When Storm Ciarán battered northwestern Europe in November 2023, it left a trail of destruction. The low-pressure system associated with Storm Ciarán set new records for England, marking it as an exceptionally rare meteorological event. The storm’s intensity caught many off guard, exposing the limitations of current weather-prediction models and highlighting the need for more accurate forecasting in the face of climate change. As communities grappled with the aftermath, the urgent question arose: How can we better anticipate and prepare for such extreme weather events? 

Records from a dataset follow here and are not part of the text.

// Wrapman - Library module
// Loads isolated, versioned compiler wrappers and serves version-keyed lookups

pub mod cli;
pub mod config;
pub mod error;
pub mod logging;
pub mod matrix;
pub mod registry;
pub mod wrapper;

// Re-export main types for easier access
pub use config::Config;
pub use error::{exit_codes, CliError, ConfigError, RegistryError, Result, WrapmanError};
pub use logging::{ColorConfig, LogConfig, LogFormat};
pub use matrix::{EcosystemVersionConfig, LanguageVersionConfig, VersionMatrix, VersionPair};
pub use registry::{CellFailure, LoadSettings, RegistryInit, WrapperRegistry};
pub use wrapper::{
    ArtifactLocator, CompileOutcome, CompilerWrapper, HostNamespace, HostSymbol, IsolatedLoader,
    LoadedWrapper, SourceFile, INITIALIZER_SYMBOL,
};

// Version information
pub const VERSION: &str = env!("CARGO_PKG_VERSION");
pub const NAME: &str = env!("CARGO_PKG_NAME");
pub const DESCRIPTION: &str = env!("CARGO_PKG_DESCRIPTION");

// Build information (set by build script)
pub const BUILD_DATE: &str = env!("BUILD_DATE");
pub const GIT_COMMIT: &str = env!("GIT_COMMIT");

/// Get formatted version string with build information
pub fn version_info() -> String {
    format!("{NAME} {VERSION} (commit: {GIT_COMMIT}, built: {BUILD_DATE})")
}
// Compiler wrapper exported from a shared library
//
// The first language version bootstrapped by a loaded copy of this library is
// kept in a process-wide static. Two cells sharing one copy therefore report
// the same version, while copies in separate link-map namespaces do not.
// A language version ending in `-crash` panics during bootstrap.

use std::path::PathBuf;
use std::sync::OnceLock;

use wrapman::matrix::{EcosystemVersionConfig, LanguageVersionConfig};
use wrapman::wrapper::{BoxError, CompileOutcome, CompilerWrapper, SourceFile};

static BOUND_VERSION: OnceLock<String> = OnceLock::new();

#[derive(Default)]
pub struct FixtureWrapper {
    release: String,
}

impl CompilerWrapper for FixtureWrapper {
    fn init(
        &mut self,
        _shared_libraries: &[PathBuf],
        _ecosystem: &EcosystemVersionConfig,
        language: &LanguageVersionConfig,
    ) -> Result<(), BoxError> {
        if language.version.ends_with("-crash") {
            panic!("bootstrap of {} crashed", language.version);
        }
        self.release = BOUND_VERSION
            .get_or_init(|| language.version.clone())
            .clone();
        Ok(())
    }

    fn compiler_version(&self) -> &str {
        &self.release
    }

    fn compile(&self, sources: &[SourceFile]) -> Result<CompileOutcome, BoxError> {
        Ok(CompileOutcome {
            success: true,
            diagnostics: sources
                .iter()
                .map(|source| format!("{} compiled by {}", source.name, self.release))
                .collect(),
        })
    }
}

wrapman::export_compiler_wrapper!(FixtureWrapper::default);

wrapman::export_compiler_wrapper!(
    wrapman_fixture_refusing_create,
    wrapman_fixture_refusing_destroy => || -> FixtureWrapper {
        panic!("fixture constructor refused to start")
    }
);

A recent study by Charlton-Perez et al. (2024) underscored the challenges faced by even the most advanced AI weather-prediction models in capturing the rapid intensification and peak wind speeds of Storm Ciarán. To help address those challenges, a team of Microsoft researchers developed Aurora, a cutting-edge AI foundation model that can extract valuable insights from vast amounts of atmospheric data. Aurora presents a new approach to weather forecasting that could transform our ability to predict and mitigate the impacts of extreme events—including being able to anticipate the dramatic escalation of an event like Storm Ciarán.  

A flexible 3D foundation model of the atmosphere

Aurora is a 1.3 billion parameter foundation model for high-resolution  forecasting of weather and atmospheric processes. Aurora is a flexible 3D Swin Transformer with 3D Perceiver-based encoders and decoders. At pretraining time, Aurora is optimised to minimise a loss on multiple heterogeneous datasets with different resolutions, variables, and pressure levels. The model is then fine-tuned in two stages: (1) short-lead time fine-tuning of the pretrained weights (2) long-lead time (rollout) fine-tuning using Low Rank Adaptation (LoRA). The fine-tuned models are then deployed to tackle a diverse collection of operational forecasting scenarios at different resolutions.
Figure 1: Aurora is a 1.3 billion parameter foundation model for high-resolution forecasting of weather and atmospheric processes. Aurora is a flexible 3D Swin Transformer with 3D Perceiver-based encoders and decoders. At pretraining time, Aurora is optimized to minimize a loss on multiple heterogeneous datasets with different resolutions, variables, and pressure levels. The model is then fine-tuned in two stages: (1) short-lead time fine-tuning of the pretrained weights and (2) long-lead time (rollout) fine-tuning using Low Rank Adaptation (LoRA). The fine-tuned models are then deployed to tackle a diverse collection of operational forecasting scenarios at different resolutions.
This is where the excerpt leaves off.